De nombreux témoignages dénonçant le climat difficile et stressant auquel sont livrés les jeunes remontent vers le délégué général, la Fédération des parents de l’enseignement officiel (Fapeo) et le Comité des élèves francophones (Cef), qui alertent à nouveau, ensemble, les responsables politiques et administratifs, ainsi que les directions d’écoles.

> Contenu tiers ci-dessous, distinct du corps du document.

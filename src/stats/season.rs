//! One league's season: standings, team stats and game results for the
//! regular season and the playoffs.

use std::collections::BTreeMap;

use tracing::info;

use super::{
    computed::{compute_stat_line, StatLine},
    games::{normalize_games, GameSheet, Sides, TeamGame},
    playoffs::build_playoff_records,
    quality::Diagnostic,
    standings::build_standings,
    tally::{aggregate_by, league_era},
};
use crate::{
    cli::types::{League, Phase, Season},
    output::SeasonStats,
    sheets::Table,
};

/// The three season sheets of one league.
#[derive(Debug, Clone)]
pub struct SeasonTables {
    pub standings: Table,
    pub box_scores: Table,
    pub playoffs: Table,
}

/// Team stat lines for a set of records, with the ERA of those same records.
pub fn team_stats(games: &[TeamGame]) -> BTreeMap<String, StatLine> {
    let era = league_era(games);
    aggregate_by(games, |g| g.team.clone())
        .into_iter()
        .map(|(team, tally)| {
            let line = compute_stat_line(&tally, era).for_team(team.as_str());
            (team, line)
        })
        .collect()
}

/// Build `league`'s stats for `season`, returning the rows left out too.
pub fn build_season_stats(
    league: &League,
    season: Season,
    tables: &SeasonTables,
) -> (SeasonStats, Vec<Diagnostic>) {
    info!("running season {} {}...", season, league);

    let sheet = |phase| GameSheet {
        league,
        phase,
        sides: Sides::Teams,
        season: Some(season),
    };

    let (season_team_records, mut rejected) = build_standings(&tables.standings);
    let regular = normalize_games(&tables.box_scores, &sheet(Phase::Regular));
    let playoffs = normalize_games(&tables.playoffs, &sheet(Phase::Playoffs));
    rejected.extend(regular.rejected);
    rejected.extend(playoffs.rejected);

    let stats = SeasonStats {
        current_season: season,
        season_team_records,
        season_team_stats: team_stats(&regular.team_games),
        season_game_results: regular.results,
        playoffs_team_records: build_playoff_records(&playoffs.team_games),
        // No sheet has these, they come from the playoff box scores alone.
        playoffs_team_stats: team_stats(&playoffs.team_games),
        playoffs_game_results: playoffs.results,
    };

    info!(
        "{} season {}: {} games, {} playoff games, {} rows skipped",
        league,
        season,
        stats.season_game_results.len(),
        stats.playoffs_game_results.len(),
        rejected.len()
    );
    (stats, rejected)
}
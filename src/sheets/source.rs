//! Which sheets the build reads, and where they come from.

use serde_json::Value;
use std::collections::HashMap;
use std::fmt;
use std::path::{Path, PathBuf};

use super::{table::Table, types::ValuesEnvelope};
use crate::{
    cli::types::League,
    config::StatsConfig,
    core::{raw_sheet_path, try_read_to_string},
    error::{Result, StatsError},
};

/// Spreadsheet tabs consumed by the pipeline.
#[derive(Debug, Clone, Copy, PartialEq, Eq, Hash)]
pub enum TableKind {
    Standings,
    BoxScores,
    Playoffs,
    TeamAbbreviations,
    HeadToHead,
    PlayoffsHeadToHead,
}

impl TableKind {
    pub const SEASON: [TableKind; 3] = [
        TableKind::Standings,
        TableKind::BoxScores,
        TableKind::Playoffs,
    ];

    pub const ALL_TIME: [TableKind; 3] = [
        TableKind::TeamAbbreviations,
        TableKind::HeadToHead,
        TableKind::PlayoffsHeadToHead,
    ];
}

/// A tab of a particular league.
#[derive(Debug, Clone, PartialEq, Eq, Hash)]
pub struct SheetRef {
    pub league: League,
    pub kind: TableKind,
}

/// Head-to-head sheets name their columns differently from box scores.
pub const HEAD_TO_HEAD_RENAMES: [(&str, &str); 4] = [
    ("away_player", "away"),
    ("home_player", "home"),
    ("away_score", "a_score"),
    ("home_score", "h_score"),
];

const GAME_TEXT_COLUMNS: [&str; 7] = [
    "away",
    "home",
    "away_player",
    "home_player",
    "away_team",
    "home_team",
    "round",
];

impl SheetRef {
    pub fn new(league: League, kind: TableKind) -> Self {
        Self { league, kind }
    }

    /// File-name prefix: the league for season tabs, the all-time document otherwise.
    pub fn prefix(&self) -> String {
        match self.kind {
            TableKind::Standings | TableKind::BoxScores | TableKind::Playoffs => {
                self.league.to_string()
            }
            TableKind::TeamAbbreviations | TableKind::HeadToHead => "CAREER_STATS".to_string(),
            TableKind::PlayoffsHeadToHead => "PLAYOFF_STATS".to_string(),
        }
    }

    /// Tab name inside the spreadsheet document.
    pub fn tab(&self) -> String {
        match self.kind {
            TableKind::Standings => "Standings".to_string(),
            TableKind::BoxScores => "Box Scores".to_string(),
            TableKind::Playoffs => "Playoffs".to_string(),
            TableKind::TeamAbbreviations => format!("{} Team Abbreviations", self.league),
            TableKind::HeadToHead | TableKind::PlayoffsHeadToHead => {
                format!("{} Head to Head", self.league)
            }
        }
    }

    /// Spreadsheet document id holding this tab.
    pub fn document_id<'a>(&self, config: &'a StatsConfig) -> Option<&'a str> {
        match self.kind {
            TableKind::Standings | TableKind::BoxScores | TableKind::Playoffs => config
                .leagues
                .iter()
                .find(|l| l.name == self.league)
                .map(|l| l.sheet_id.as_str())
                .filter(|id| !id.is_empty()),
            TableKind::TeamAbbreviations | TableKind::HeadToHead => {
                Some(config.all_time.career_sheet_id.as_str())
            }
            TableKind::PlayoffsHeadToHead => Some(config.all_time.playoffs_sheet_id.as_str()),
        }
    }

    pub fn path_in(&self, dir: &Path) -> PathBuf {
        raw_sheet_path(dir, &self.prefix(), &self.tab())
    }

    /// Bring a loaded table to the column names the stats code reads.
    pub fn prepare(&self, table: Table) -> Table {
        match self.kind {
            TableKind::HeadToHead | TableKind::PlayoffsHeadToHead => {
                table.rename_columns(&HEAD_TO_HEAD_RENAMES)
            }
            TableKind::TeamAbbreviations => {
                table.strip_column_prefix(&self.league.column_prefix())
            }
            TableKind::Standings | TableKind::BoxScores | TableKind::Playoffs => table,
        }
    }

    /// Cleaned column names that hold text rather than numbers.
    pub fn string_columns(&self) -> Vec<String> {
        match self.kind {
            TableKind::Standings => ["team_name", "elo", "starting_ego", "current_ego"]
                .iter()
                .map(|c| c.to_string())
                .collect(),
            TableKind::TeamAbbreviations => {
                let prefix = self.league.column_prefix();
                vec![
                    format!("{prefix}teams"),
                    format!("{prefix}abbreviations"),
                    "teams".to_string(),
                    "abbreviations".to_string(),
                    "player".to_string(),
                ]
            }
            TableKind::BoxScores
            | TableKind::Playoffs
            | TableKind::HeadToHead
            | TableKind::PlayoffsHeadToHead => {
                GAME_TEXT_COLUMNS.iter().map(|c| c.to_string()).collect()
            }
        }
    }
}

impl fmt::Display for SheetRef {
    fn fmt(&self, f: &mut fmt::Formatter<'_>) -> fmt::Result {
        match self.kind {
            TableKind::PlayoffsHeadToHead => write!(f, "{} Playoffs Head to Head", self.league),
            TableKind::Standings | TableKind::BoxScores | TableKind::Playoffs => {
                write!(f, "{} {}", self.league, self.tab())
            }
            TableKind::TeamAbbreviations | TableKind::HeadToHead => f.write_str(&self.tab()),
        }
    }
}

/// Anything that can hand the pipeline raw cell ranges.
pub trait TableSource {
    /// Raw cell rows of a sheet, header first.
    fn values(&self, sheet: &SheetRef) -> Result<Vec<Vec<Value>>>;

    /// The sheet as a typed table.
    fn load(&self, sheet: &SheetRef) -> Result<Table> {
        let values = self.values(sheet)?;
        let table = Table::from_values(&sheet.to_string(), &values, &sheet.string_columns());
        Ok(sheet.prepare(table))
    }
}

/// Reads the JSON files written by `fetch`.
#[derive(Debug, Clone)]
pub struct JsonDirSource {
    dir: PathBuf,
}

impl JsonDirSource {
    pub fn new(dir: impl Into<PathBuf>) -> Self {
        Self { dir: dir.into() }
    }
}

impl TableSource for JsonDirSource {
    fn values(&self, sheet: &SheetRef) -> Result<Vec<Vec<Value>>> {
        let path = sheet.path_in(&self.dir);
        let contents = try_read_to_string(&path).ok_or_else(|| StatsError::MissingInput {
            name: sheet.to_string(),
            path: path.clone(),
        })?;
        let envelope: ValuesEnvelope =
            serde_json::from_str(&contents).map_err(|e| StatsError::MalformedInput {
                name: sheet.to_string(),
                message: e.to_string(),
            })?;
        Ok(envelope.values)
    }
}

/// Holds cell ranges in memory, keyed by sheet.
#[derive(Debug, Clone, Default)]
pub struct MemorySource {
    sheets: HashMap<SheetRef, Vec<Vec<Value>>>,
}

impl MemorySource {
    pub fn new() -> Self {
        Self::default()
    }

    pub fn with(mut self, sheet: SheetRef, values: Vec<Vec<Value>>) -> Self {
        self.sheets.insert(sheet, values);
        self
    }

    pub fn insert(&mut self, sheet: SheetRef, values: Vec<Vec<Value>>) {
        self.sheets.insert(sheet, values);
    }
}

impl TableSource for MemorySource {
    fn values(&self, sheet: &SheetRef) -> Result<Vec<Vec<Value>>> {
        self.sheets
            .get(sheet)
            .cloned()
            .ok_or_else(|| StatsError::MissingInput {
                name: sheet.to_string(),
                path: PathBuf::from(format!(
                    "{}__{}.json",
                    sheet.prefix(),
                    crate::core::cache::encode_tab(&sheet.tab())
                )),
            })
    }
}
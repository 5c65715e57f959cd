//! Pipeline configuration: which leagues exist and where their sheets live.
//!
//! Everything the stats build needs to know about the competition is carried
//! in a [`StatsConfig`] value handed to the pipeline, so several pipelines can
//! be built side by side (tests do this with in-memory tables).

use serde::Deserialize;
use std::collections::HashSet;
use std::path::Path;

use crate::{
    cli::types::{League, Season},
    core::try_read_to_string,
    error::{Result, StatsError},
};

/// Environment variable consulted when no API key is passed on the command line.
pub const API_KEY_ENV_VAR: &str = "G_SHEETS_API_KEY";

/// One competition tier and the spreadsheet document holding its season data.
#[derive(Debug, Clone, PartialEq, Deserialize)]
pub struct LeagueConfig {
    pub name: League,
    /// Document id of the league's season spreadsheet.
    #[serde(default)]
    pub sheet_id: String,
}

/// Spreadsheet documents holding the all-time tabs.
#[derive(Debug, Clone, PartialEq, Deserialize)]
pub struct AllTimeConfig {
    pub career_sheet_id: String,
    pub playoffs_sheet_id: String,
}

impl Default for AllTimeConfig {
    fn default() -> Self {
        Self {
            career_sheet_id: "1wkLJTKO6Tk49if6L4iXJywWezOmseJjKKkCRvAKs7bg".to_string(),
            playoffs_sheet_id: "1HWs44qhq9Buit3FIMfyh9j9G26hpnD7Eptv80FOntzg".to_string(),
        }
    }
}

/// Raw deserialization target for the TOML file.
#[derive(Debug, Deserialize)]
struct ConfigFile {
    leagues: Vec<LeagueConfig>,
    #[serde(default)]
    all_time: AllTimeConfig,
}

/// Leagues and sheet documents known to the build.
#[derive(Debug, Clone, PartialEq)]
pub struct StatsConfig {
    pub leagues: Vec<LeagueConfig>,
    pub all_time: AllTimeConfig,
}

impl Default for StatsConfig {
    fn default() -> Self {
        let league = |name: &str, sheet_id: &str| LeagueConfig {
            name: League::new(name),
            sheet_id: sheet_id.to_string(),
        };
        Self {
            leagues: vec![
                league("XBL", "1x5vwIVqk3-vEypu6dQb9Vb3kzVl9i2tA_zTcDK4I9LU"),
                league("AAA", "1Dq7fLYeqsvAbwljnzcyhNQ4s2bDeaZky1pQeSJQdAps"),
                league("AA", "14HmPir8MqsTyQE4BF3nxZVjsJL1MFACto4RDpH9eKqQ"),
            ],
            all_time: AllTimeConfig::default(),
        }
    }
}

impl StatsConfig {
    /// Parse and validate a TOML config string.
    pub fn from_toml_str(s: &str) -> Result<Self> {
        let file: ConfigFile = toml::from_str(s)?;
        let config = Self {
            leagues: file.leagues,
            all_time: file.all_time,
        };
        config.validate()?;
        Ok(config)
    }

    /// Load from `path`, or fall back to the built-in leagues when `path` is `None`.
    pub fn load(path: Option<&Path>) -> Result<Self> {
        let Some(path) = path else {
            return Ok(Self::default());
        };
        let contents = try_read_to_string(path).ok_or_else(|| StatsError::MissingInput {
            name: "config".to_string(),
            path: path.to_path_buf(),
        })?;
        Self::from_toml_str(&contents)
    }

    pub fn league_names(&self) -> Vec<League> {
        self.leagues.iter().map(|l| l.name.clone()).collect()
    }

    fn validate(&self) -> Result<()> {
        if self.leagues.is_empty() {
            return Err(StatsError::Config {
                field: "leagues".to_string(),
                message: "at least one league is required".to_string(),
            });
        }

        let mut seen = HashSet::new();
        for league in &self.leagues {
            if league.name.as_str().trim().is_empty() {
                return Err(StatsError::Config {
                    field: "leagues.name".to_string(),
                    message: "league names must not be blank".to_string(),
                });
            }
            if !seen.insert(&league.name) {
                return Err(StatsError::Config {
                    field: "leagues.name".to_string(),
                    message: format!("league {} is listed twice", league.name),
                });
            }
        }
        Ok(())
    }
}

/// Everything one `build` invocation runs with.
#[derive(Debug, Clone)]
pub struct BuildConfig {
    pub stats: StatsConfig,
    pub season: Season,
}

#[cfg(test)]
mod tests {
    use super::*;

    #[test]
    fn test_default_config_has_three_leagues() {
        let config = StatsConfig::default();
        let names: Vec<String> = config
            .league_names()
            .iter()
            .map(|l| l.to_string())
            .collect();
        assert_eq!(names, vec!["XBL", "AAA", "AA"]);
        assert!(config.validate().is_ok());
    }

    #[test]
    fn test_parse_toml_config() {
        let config = StatsConfig::from_toml_str(
            r#"
            [[leagues]]
            name = "XBL"
            sheet_id = "abc"

            [[leagues]]
            name = "Rookie"

            [all_time]
            career_sheet_id = "career"
            playoffs_sheet_id = "playoffs"
            "#,
        )
        .unwrap();

        assert_eq!(config.leagues.len(), 2);
        assert_eq!(config.leagues[0].sheet_id, "abc");
        assert_eq!(config.leagues[1].name, League::new("Rookie"));
        assert!(config.leagues[1].sheet_id.is_empty());
        assert_eq!(config.all_time.career_sheet_id, "career");
    }

    #[test]
    fn test_all_time_section_defaults() {
        let config = StatsConfig::from_toml_str(
            r#"
            [[leagues]]
            name = "XBL"
            "#,
        )
        .unwrap();
        assert_eq!(config.all_time, AllTimeConfig::default());
    }

    #[test]
    fn test_empty_league_list_rejected() {
        let result = StatsConfig::from_toml_str("leagues = []");
        match result {
            Err(StatsError::Config { field, .. }) => assert_eq!(field, "leagues"),
            other => panic!("Expected Config error, got {:?}", other),
        }
    }

    #[test]
    fn test_duplicate_league_rejected() {
        let result = StatsConfig::from_toml_str(
            r#"
            [[leagues]]
            name = "AA"
            [[leagues]]
            name = "AA"
            "#,
        );
        assert!(matches!(result, Err(StatsError::Config { .. })));
    }

    #[test]
    fn test_invalid_toml_is_toml_error() {
        let result = StatsConfig::from_toml_str("[[leagues]\nname = ");
        assert!(matches!(result, Err(StatsError::Toml(_))));
    }

    #[test]
    fn test_load_without_path_uses_defaults() {
        assert_eq!(StatsConfig::load(None).unwrap(), StatsConfig::default());
    }

    #[test]
    fn test_load_missing_file() {
        let result = StatsConfig::load(Some(Path::new("/definitely/not/here.toml")));
        assert!(matches!(result, Err(StatsError::MissingInput { .. })));
    }
}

Aucune réponse dans un délai raisonnable
Le Dr Sophie Maes, pédopsychiatre, responsable de l’unité pour adolescents au centre hospitalier psychiatrique Le Domaine, à Braine-l’Alleud, avait déjà tiré le signal d’alarme en janvier. En vain. Le réseau de soins de santé mentale est aujourd’hui complètement saturé, dit-elle. Elle s’exprime après une concertation avec ses collègues francophones. En Flandre, on a déjà répertorié 24 000 jeunes en attente de soins de santé mentale. On peut facilement doubler ce chiffre pour avoir une idée du nombre d’adolescents en grande détresse, indique-t-elle. Sans aucune réponse à leur donner dans des délais raisonnables : l’attente est de trois mois à un an pour les hospitalisations et, en ambulatoire, on ne prend plus de nouvelles demandes. "La situation est dramatique. Des parents se présentent en pleurs dans les services hospitaliers parce que leurs enfants se sont déjà mis en danger à plusieurs reprises", décrit-elle. Une deuxième vague de décompensations psychiques est en cours chez les 13 à 25 ans, impossible à absorber par le réseau de pédopsychiatrie. "Nous constatons la faillite totale du système de santé mentale. Nous sommes aujourd’hui obligés de trier les jeunes de 14-15 ans que l’on va soigner. C’est inacceptable !"
Un système de santé mentale "en faillite"
Dans ce contexte, il faut tout mettre en œuvre pour prévenir ces décompensations, poursuit Sophie Maes. Comment ? "Ces jeunes ont besoin de penser en groupe pour élaborer ce qui se passe et sortir du trauma. C’est la seule mesure de prévention véritablement efficace", indique la pédopsychiatre. Vu les mesures sanitaires toujours en place, il n’y a que les groupes classes qui permettent de soutenir une résilience, dit la pédopsychiatre. "Ce n’est pas la responsabilité des ministres de l’Enseignement de compenser les systèmes de santé mentale en faillite, convient-elle. L’école n’est pas faite pour faire de la prévention en santé mentale, mais on se trouve en situation d’urgence : on n’a pas le choix."
Elle insiste avec force : "Qu’on arrête de mettre la pression sur des jeunes traumatisés et des profs épuisés !" La reprise des enseignements, "à marche forcée", pour coller au progra mme, n’a pas de sens, plaide le Dr Maes. "Le temps ne se rattrape pas et ces jeunes ne sont de toute façon plus capables d’apprentissages. Ils n’ont pas la disponibilité psychique nécessaire."
En cette fin d’année, bien plus que d’examens, ces jeunes ont besoin d’espaces de parole - de dire et d’être écoutés. "On ne peut pas encore les renvoyer seuls à domicile pour étudier ! On leur a demandé énormément pendant cette crise sanitaire. Trop, probablement. Il faut maintenant leur répondre, avec une prise en charge engagée et collective, au niveau des classes avec les services PMS."
Vu la saturation du système de prise en charge pédopsychiatrique, Sophie Maes invite ses confrères ainsi que les médecins généralistes confrontés à des adolescents qui vont mal à rédiger des certificats médicaux permettant à ces jeunes d’aller à l’école tout en les dispensant de présenter les examens. "Parce qu’ils ont besoin de socialisation." Sans pression.